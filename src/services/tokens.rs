use chrono::{Duration, Utc};
use serde_json::{Map, Value};
use sqlx::PgPool;
use uuid::Uuid;

use crate::database::models::{Token, User};
use crate::database::{DatabaseError, DatabaseManager, Repository};
use crate::error::AppError;

/// Stores caller-issued tokens as records whose validity window is the token lifetime
pub struct TokenService {
    tokens: Repository<Token>,
    users: Repository<User>,
    lifetime: Duration,
}

impl TokenService {
    /// Tokens live for the configured access lifetime
    pub fn new(pool: PgPool) -> Self {
        Self {
            tokens: Repository::new(pool.clone()),
            users: Repository::new(pool),
            lifetime: access_lifetime(),
        }
    }

    pub async fn from_env() -> Result<Self, AppError> {
        Ok(Self::new(DatabaseManager::pool().await?))
    }

    pub fn with_lifetime(mut self, lifetime: Duration) -> Self {
        self.lifetime = lifetime;
        self
    }

    /// Store refresh tokens, which live for the configured refresh lifetime
    pub fn for_refresh(self) -> Self {
        self.with_lifetime(refresh_lifetime())
    }

    pub fn lifetime(&self) -> Duration {
        self.lifetime
    }

    pub async fn store(&self, user_uu_id: Uuid, token: &str) -> Result<Token, AppError> {
        let token = token.trim();
        if token.is_empty() {
            return Err(AppError::invalid_input("token must not be empty"));
        }
        self.users.get(user_uu_id).await?;

        let starts = Utc::now();
        let mut values = Map::new();
        values.insert("token".to_string(), Value::String(token.to_string()));
        values.insert("user_uu_id".to_string(), Value::String(user_uu_id.to_string()));
        values.insert("expiry_starts".to_string(), Value::String(starts.to_rfc3339()));
        values.insert(
            "expiry_ends".to_string(),
            Value::String((starts + self.lifetime).to_rfc3339()),
        );
        let stored = self.tokens.create(&values).await?;
        tracing::info!("Stored token for user {}", user_uu_id);
        Ok(stored)
    }

    pub async fn find_live(&self, token: &str) -> Result<Option<Token>, AppError> {
        Ok(self.tokens.filter_by_one(&by_token(token), false)?.first().await?)
    }

    /// Owner of a live token
    pub async fn resolve_user(&self, token: &str) -> Result<User, AppError> {
        let stored = self
            .find_live(token)
            .await?
            .ok_or_else(|| AppError::unauthorized("Token is invalid or expired"))?;
        self.users.get(stored.user_uu_id).await.map_err(owner_error)
    }

    /// Close the token's window now
    pub async fn revoke(&self, token: &str) -> Result<Token, AppError> {
        let stored = self
            .find_live(token)
            .await?
            .ok_or_else(|| AppError::not_found("Token is not live"))?;
        Ok(self.tokens.expire(stored.meta.uu_id).await?)
    }
}

pub fn access_lifetime() -> Duration {
    Duration::seconds(crate::config::config().security.access_time_secs)
}

pub fn refresh_lifetime() -> Duration {
    Duration::seconds(crate::config::config().security.refresh_time_secs)
}

/// A missing owner invalidates the token; anything else is a real failure
fn owner_error(err: DatabaseError) -> AppError {
    match err {
        DatabaseError::NotFound(_) => AppError::unauthorized("Token owner is no longer active"),
        other => other.into(),
    }
}

fn by_token(token: &str) -> Map<String, Value> {
    let mut map = Map::new();
    map.insert("token".to_string(), Value::String(token.trim().to_string()));
    map
}

#[cfg(test)]
mod tests {
    use super::*;

    #[test]
    fn lifetimes_come_from_security_config() {
        let security = &crate::config::config().security;
        assert_eq!(access_lifetime().num_seconds(), security.access_time_secs);
        assert_eq!(refresh_lifetime().num_seconds(), security.refresh_time_secs);
    }

    #[test]
    fn only_a_missing_owner_is_unauthorized() {
        assert_eq!(owner_error(DatabaseError::NotFound("users x".into())).error_code(), "UNAUTHORIZED");
        assert_eq!(
            owner_error(DatabaseError::Sqlx(sqlx::Error::PoolTimedOut)).error_code(),
            "SERVICE_UNAVAILABLE"
        );
        assert_eq!(owner_error(DatabaseError::QueryError("boom".into())).error_code(), "INTERNAL_ERROR");
    }
}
********************
What the task requires »
Copy out each line carrying the string "Result" from the data.

Finished exercise »
    pub async fn from_env() -> Result<Self, AppError> {
    pub async fn store(&self, user_uu_id: Uuid, token: &str) -> Result<Token, AppError> {
    pub async fn find_live(&self, token: &str) -> Result<Option<Token>, AppError> {
    pub async fn resolve_user(&self, token: &str) -> Result<User, AppError> {
    pub async fn revoke(&self, token: &str) -> Result<Token, AppError> {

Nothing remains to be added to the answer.